**DATA PROVIDED**

//! HTTP inbound adapter exposing the REST API.

pub mod error;
pub mod health;
pub mod schemas;
pub mod session;
pub mod session_config;
pub mod shipments;
pub mod shipments_dto;
pub mod state;
#[cfg(test)]
pub mod test_utils;
pub mod users;
mod validation;

pub use error::ApiResult;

**TASK STATEMENT**
The entries are to be retyped in full, with no alteration.

**EXERCISE RESPONSE**
//! HTTP inbound adapter exposing the REST API.

pub mod error;
pub mod health;
pub mod schemas;
pub mod session;
pub mod session_config;
pub mod shipments;
pub mod shipments_dto;
pub mod state;
#[cfg(test)]
pub mod test_utils;
pub mod users;
mod validation;

pub use error::ApiResult;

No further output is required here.